Le temps passe qui ne laisse aucune pensée indemne. On prétend qu'il n'y a pas de progrès en philosophie car on peut toujours épouser les philosophies les plus anciennes, sauf qu'on ne peut plus adhérer à tout un pan de ces philosophies, simplement ignoré, et l'on peut dire précisément de ceux qui s'en tiennent là qu'ils ne sont pas de leur temps, ratant les enjeux philosophiques du moment - ce qui n'empêche pas qu'on peut trouver dans le passé de précieux enseignements pour l'avenir.
On a du mal à imaginer le monde d'après-guerre où André Gorz à commencé à construire son oeuvre, si éloigné du nôtre puisque c'était le temps du communisme triomphant jusqu'à la révolution culturelle et Mai68. Pour s'y replonger on peut lire l'excellent livre de Willy Gianinazzi, "André Gorz, une vie" qui est bien plus qu'une biographie, retraçant minutieusement les débats politiques des différentes périodes qu'il a traversées, du moins ceux auxquels il a participé - il avait ignoré superbement les situationnistes par exemple (alors que le livre comporte une citation de Vaneigem pour chaque partie!). L'idéologie marxiste avait alors une position hégémonique impensable aujourd'hui. C'est assez sensible dans "Questions de méthode" où Sartre en faisait "l'horizon philosophique indépassable de notre temps", bien que tirant le marxisme du côté de l'humanisme et de la critique de l'aliénation, essayant de réintroduire le rôle de l'individu dans ce que Althusser désignait au contraire comme un processus sans sujet.

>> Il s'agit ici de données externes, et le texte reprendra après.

//! Logging setup shared by the manager and worker processes.
//!
//! Workers inherit the manager's stderr, so every process writes to the same
//! stream; worker events carry `worker_id` from the span opened in
//! [`run_worker`](crate::worker::run_worker).
//!
//! # Environment Variables
//!
//! - `TIDEPOOL_LOG` - Log filter (overrides RUST_LOG)
//! - `TIDEPOOL_LOG_LEVEL` - Log level: error, warn, info, debug, trace
//! - `TIDEPOOL_LOG_FORMAT` - Output format: pretty, compact, json
//! - `TIDEPOOL_LOG_FILE` - Path to log file (in addition to stderr)
//! - `TIDEPOOL_LOG_ROTATION` - File rotation: hourly, daily, never
//! - `TIDEPOOL_LOG_SPANS` - Log span timing on close (1/true/yes)
//! - `RUST_LOG` - Standard Rust log filter (fallback)
//!
//! # Example
//!
//! ```no_run
//! use tidepool::logging::{LogConfig, init};
//!
//! init(LogConfig::for_manager().with_env_overrides());
//! ```

use std::path::{Path, PathBuf};
use std::str::FromStr;

use tracing::Level;
use tracing_appender::rolling::{RollingFileAppender, Rotation};
use tracing_subscriber::{
    EnvFilter, Layer, Registry,
    fmt::{self, format::FmtSpan},
    layer::SubscriberExt,
    util::SubscriberInitExt,
};

/// Filter variable; also how the manager hands `-v` down to its workers.
pub const LOG_FILTER_ENV: &str = "TIDEPOOL_LOG";

/// Log output format.
#[derive(Debug, Clone, Copy, Default, PartialEq, Eq)]
pub enum LogFormat {
    /// Human-readable multi-field format
    #[default]
    Pretty,
    /// Compact single-line format
    Compact,
    /// JSON format for log aggregation systems
    Json,
}

impl FromStr for LogFormat {
    type Err = String;

    fn from_str(s: &str) -> Result<Self, Self::Err> {
        match s.to_lowercase().as_str() {
            "pretty" | "full" => Ok(Self::Pretty),
            "compact" => Ok(Self::Compact),
            "json" => Ok(Self::Json),
            _ => Err(format!(
                "Unknown log format: '{}'. Valid options: pretty, compact, json",
                s
            )),
        }
    }
}

impl std::fmt::Display for LogFormat {
    fn fmt(&self, f: &mut std::fmt::Formatter<'_>) -> std::fmt::Result {
        match self {
            Self::Pretty => write!(f, "pretty"),
            Self::Compact => write!(f, "compact"),
            Self::Json => write!(f, "json"),
        }
    }
}

/// Log rotation for file output.
#[derive(Debug, Clone, Copy, Default, PartialEq, Eq)]
pub enum LogRotation {
    Hourly,
    #[default]
    Daily,
    /// Single file
    Never,
}

impl FromStr for LogRotation {
    type Err = String;

    fn from_str(s: &str) -> Result<Self, Self::Err> {
        match s.to_lowercase().as_str() {
            "hourly" => Ok(Self::Hourly),
            "daily" => Ok(Self::Daily),
            "never" => Ok(Self::Never),
            _ => Err(format!(
                "Unknown log rotation: '{}'. Valid options: hourly, daily, never",
                s
            )),
        }
    }
}

impl From<LogRotation> for Rotation {
    fn from(rotation: LogRotation) -> Self {
        match rotation {
            LogRotation::Hourly => Rotation::HOURLY,
            LogRotation::Daily => Rotation::DAILY,
            LogRotation::Never => Rotation::NEVER,
        }
    }
}

/// Logging configuration.
///
/// Start from a preset, apply `-v`/`-q` and the environment, then pass to
/// [`init`].
#[derive(Debug, Clone)]
pub struct LogConfig {
    /// Base log level (default: INFO)
    pub level: Level,
    pub format: LogFormat,
    /// Log file in addition to stderr
    pub file_path: Option<PathBuf>,
    pub rotation: LogRotation,
    /// Log span timing on close
    pub span_events: bool,
    /// Custom filter string (overrides level if set)
    pub filter: Option<String>,
    pub show_target: bool,
    pub show_line_numbers: bool,
}

impl Default for LogConfig {
    fn default() -> Self {
        Self {
            level: Level::INFO,
            format: LogFormat::Pretty,
            file_path: None,
            rotation: LogRotation::Daily,
            span_events: false,
            filter: None,
            show_target: true,
            show_line_numbers: false,
        }
    }
}

impl LogConfig {
    pub fn new() -> Self {
        Self::default()
    }

    /// Preset for the manager process.
    pub fn for_manager() -> Self {
        Self::default()
    }

    /// Preset for worker processes: one line per event so output from
    /// several workers interleaves readably.
    pub fn for_worker() -> Self {
        Self {
            format: LogFormat::Compact,
            show_target: false,
            ..Self::default()
        }
    }

    /// Map `-v`/`-q` counts to a filter. With neither flag the
    /// environment decides.
    pub fn with_verbosity(mut self, verbose: u8, quiet: bool) -> Self {
        let filter = match (quiet, verbose) {
            (true, _) => "error",
            (false, 0) => return self,
            (false, 1) => "debug",
            (false, _) => "trace",
        };
        self.filter = Some(filter.to_string());
        self
    }

    /// Apply environment variable overrides.
    ///
    /// CLI arguments take precedence: if a filter is already set (from `-v`
    /// or `-q`), `TIDEPOOL_LOG`, `RUST_LOG` and `TIDEPOOL_LOG_LEVEL` are
    /// ignored.
    pub fn with_env_overrides(self) -> Self {
        self.apply_overrides(|key| std::env::var(key).ok())
    }

    fn apply_overrides(mut self, var: impl Fn(&str) -> Option<String>) -> Self {
        if self.filter.is_none() {
            self.filter = var(LOG_FILTER_ENV).or_else(|| var("RUST_LOG"));
        }

        if self.filter.is_none()
            && let Some(level_str) = var("TIDEPOOL_LOG_LEVEL")
        {
            self.level = parse_level(&level_str).unwrap_or(self.level);
        }

        if let Some(format) = var("TIDEPOOL_LOG_FORMAT")
            && let Ok(f) = format.parse()
        {
            self.format = f;
        }

        if let Some(path) = var("TIDEPOOL_LOG_FILE") {
            self.file_path = Some(PathBuf::from(path));
        }

        if let Some(rotation) = var("TIDEPOOL_LOG_ROTATION")
            && let Ok(r) = rotation.parse()
        {
            self.rotation = r;
        }

        if let Some(spans) = var("TIDEPOOL_LOG_SPANS") {
            self.span_events = matches!(spans.to_lowercase().as_str(), "1" | "true" | "yes");
        }

        self
    }

    fn build_filter(&self) -> EnvFilter {
        if let Some(ref filter) = self.filter {
            EnvFilter::try_new(filter).unwrap_or_else(|_| {
                eprintln!("Warning: Invalid log filter '{}', using default", filter);
                EnvFilter::new(self.level.to_string().to_lowercase())
            })
        } else {
            EnvFilter::new(self.level.to_string().to_lowercase())
        }
    }

    fn span_events(&self) -> FmtSpan {
        if self.span_events {
            FmtSpan::CLOSE
        } else {
            FmtSpan::NONE
        }
    }

    /// One formatting layer writing to `writer`.
    fn layer<W>(&self, writer: W, ansi: bool) -> Box<dyn Layer<Registry> + Send + Sync>
    where
        W: for<'w> fmt::MakeWriter<'w> + Send + Sync + 'static,
    {
        let base = fmt::layer()
            .with_span_events(self.span_events())
            .with_target(self.show_target)
            .with_line_number(self.show_line_numbers)
            .with_ansi(ansi)
            .with_writer(writer);
        match self.format {
            LogFormat::Json => base.json().boxed(),
            LogFormat::Compact => base.compact().boxed(),
            LogFormat::Pretty => base.boxed(),
        }
    }
}

/// Parse a log level string.
fn parse_level(s: &str) -> Option<Level> {
    match s.to_lowercase().as_str() {
        "error" => Some(Level::ERROR),
        "warn" | "warning" => Some(Level::WARN),
        "info" => Some(Level::INFO),
        "debug" => Some(Level::DEBUG),
        "trace" => Some(Level::TRACE),
        _ => None,
    }
}

fn file_appender(path: &Path, rotation: LogRotation) -> RollingFileAppender {
    let parent = path.parent().unwrap_or(Path::new("."));
    let file_name = path
        .file_name()
        .and_then(|n| n.to_str())
        .unwrap_or("tidepool.log");
    RollingFileAppender::new(rotation.into(), parent, file_name)
}

/// Initialize the global tracing subscriber.
///
/// Logs go to stderr, and also to `config.file_path` when set. Subsequent
/// calls are silently ignored.
pub fn init(config: LogConfig) {
    let filter = config.build_filter();

    let mut layers = vec![config.layer(std::io::stderr, true)];
    if let Some(path) = &config.file_path {
        layers.push(config.layer(file_appender(path, config.rotation), false));
    }

    // Already initialized (e.g. in tests) is fine.
    let _ = tracing_subscriber::registry()
        .with(layers)
        .with(filter)
        .try_init();
}
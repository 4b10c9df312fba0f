//! Buffered line I/O for the control channel.
//!
//! Works over any async byte stream: child pipes on the manager side, stdio in
//! the worker, and in-memory duplex streams in tests.

use tokio::io::{AsyncBufReadExt, AsyncRead, AsyncWrite, AsyncWriteExt, BufReader, BufWriter, Lines};
use tokio::sync::mpsc;

use super::protocol::ControlMessage;
use crate::error::Result;

/// Default buffer size for the control channel (64KB).
const DEFAULT_BUFFER_SIZE: usize = 64 * 1024;

/// Reads control messages, one JSON document per line.
pub struct LineReader<R> {
    lines: Lines<BufReader<R>>,
}

impl<R: AsyncRead + Unpin> LineReader<R> {
    pub fn new(reader: R) -> Self {
        Self {
            lines: BufReader::with_capacity(DEFAULT_BUFFER_SIZE, reader).lines(),
        }
    }

    /// Read a raw line without its terminator. Returns `None` on EOF.
    ///
    /// Cancel safe: a partially read line is kept for the next call.
    pub async fn read_line(&mut self) -> std::io::Result<Option<String>> {
        let line = self.lines.next_line().await?;
        Ok(line.map(|mut l| {
            if l.ends_with('\r') {
                l.pop();
            }
            l
        }))
    }

    /// Read the next message, skipping blank lines. Returns `None` on EOF.
    pub async fn recv(&mut self) -> Result<Option<ControlMessage>> {
        loop {
            match self.read_line().await? {
                None => return Ok(None),
                Some(line) if line.trim().is_empty() => continue,
                Some(line) => return Ok(Some(ControlMessage::from_line(&line)?)),
            }
        }
    }
}

/// Writes control messages, flushing after each one.
pub struct LineWriter<W> {
    writer: BufWriter<W>,
}

impl<W: AsyncWrite + Unpin> LineWriter<W> {
    pub fn new(writer: W) -> Self {
        Self {
            writer: BufWriter::with_capacity(DEFAULT_BUFFER_SIZE, writer),
        }
    }

    /// Write a line (newline appended if missing) and flush.
    pub async fn write_line(&mut self, line: &str) -> std::io::Result<()> {
        self.writer.write_all(line.as_bytes()).await?;
        if !line.ends_with('\n') {
            self.writer.write_all(b"\n").await?;
        }
        self.writer.flush().await
    }

    /// Serialize and send a message.
    pub async fn send(&mut self, message: &ControlMessage) -> Result<()> {
        self.write_line(&message.to_line()?).await?;
        Ok(())
    }
}

/// Drain `outbox` into `writer` until every sender is gone or the pipe breaks.
pub(crate) async fn forward_outbox<W: AsyncWrite + Unpin>(
    mut writer: LineWriter<W>,
    mut outbox: mpsc::UnboundedReceiver<ControlMessage>,
) {
    while let Some(message) = outbox.recv().await {
        if let Err(e) = writer.send(&message).await {
            tracing::debug!(error = %e, kind = message.kind(), "Control channel closed");
            break;
        }
    }
}
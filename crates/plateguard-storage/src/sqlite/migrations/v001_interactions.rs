//! v001: interactions table and its lookup indexes.

use rusqlite::Connection;

pub fn migrate(conn: &Connection) -> rusqlite::Result<()> {
    conn.execute_batch(
        "
        CREATE TABLE IF NOT EXISTS interactions (
            seq         INTEGER PRIMARY KEY AUTOINCREMENT,
            id          TEXT NOT NULL UNIQUE,
            plate       TEXT NOT NULL,
            user_id     TEXT NOT NULL,
            kind        TEXT NOT NULL,
            timestamp   TEXT NOT NULL
        );

        CREATE INDEX IF NOT EXISTS idx_interactions_pair ON interactions(plate, user_id);
        CREATE INDEX IF NOT EXISTS idx_interactions_user ON interactions(user_id);
        CREATE INDEX IF NOT EXISTS idx_interactions_kind ON interactions(kind);
        ",
    )
}
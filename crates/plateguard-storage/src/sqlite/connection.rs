//! The single write connection shared by all ledger operations.

use std::path::Path;
use std::sync::Mutex;
use std::time::Duration;

use rusqlite::{Connection, OpenFlags};

use plateguard_core::errors::PlateguardResult;

use super::pragmas;
use crate::to_storage_err;

/// A SQLite connection behind a mutex.
pub struct WriteConnection {
    conn: Mutex<Connection>,
}

impl WriteConnection {
    pub fn open(path: &Path, busy_timeout_ms: u32) -> PlateguardResult<Self> {
        let conn = Connection::open_with_flags(
            path,
            OpenFlags::SQLITE_OPEN_READ_WRITE
                | OpenFlags::SQLITE_OPEN_CREATE
                | OpenFlags::SQLITE_OPEN_NO_MUTEX,
        )
        .map_err(|e| to_storage_err(format!("open {}: {e}", path.display())))?;
        Self::configure(conn, busy_timeout_ms)
    }

    pub fn open_in_memory(busy_timeout_ms: u32) -> PlateguardResult<Self> {
        let conn = Connection::open_in_memory().map_err(|e| to_storage_err(e.to_string()))?;
        Self::configure(conn, busy_timeout_ms)
    }

    fn configure(conn: Connection, busy_timeout_ms: u32) -> PlateguardResult<Self> {
        pragmas::apply_pragmas(&conn)?;
        conn.busy_timeout(Duration::from_millis(u64::from(busy_timeout_ms)))
            .map_err(|e| to_storage_err(e.to_string()))?;
        Ok(Self {
            conn: Mutex::new(conn),
        })
    }

    /// Run `f` with exclusive access to the connection.
    pub fn with_conn<F, T>(&self, f: F) -> PlateguardResult<T>
    where
        F: FnOnce(&mut Connection) -> PlateguardResult<T>,
    {
        let mut guard = self
            .conn
            .lock()
            .map_err(|e| to_storage_err(format!("connection lock poisoned: {e}")))?;
        f(&mut guard)
    }
}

Cette soumission à l'idéologie dominante a tout de même mené Sartre à faire son autocritique d'écrivain bourgeois quand il écrit sur Flaubert, ou à croire encore dans sa dernière interview qu'après la révolution les rapports humains pourront être transparents enfin !! C'était vraiment une autre époque où tout était idéologisé (art, technique, science, vie quotidienne) et pleine d'utopies dont on peut avoir la nostalgie mais qui étaient très infantiles (religieuses).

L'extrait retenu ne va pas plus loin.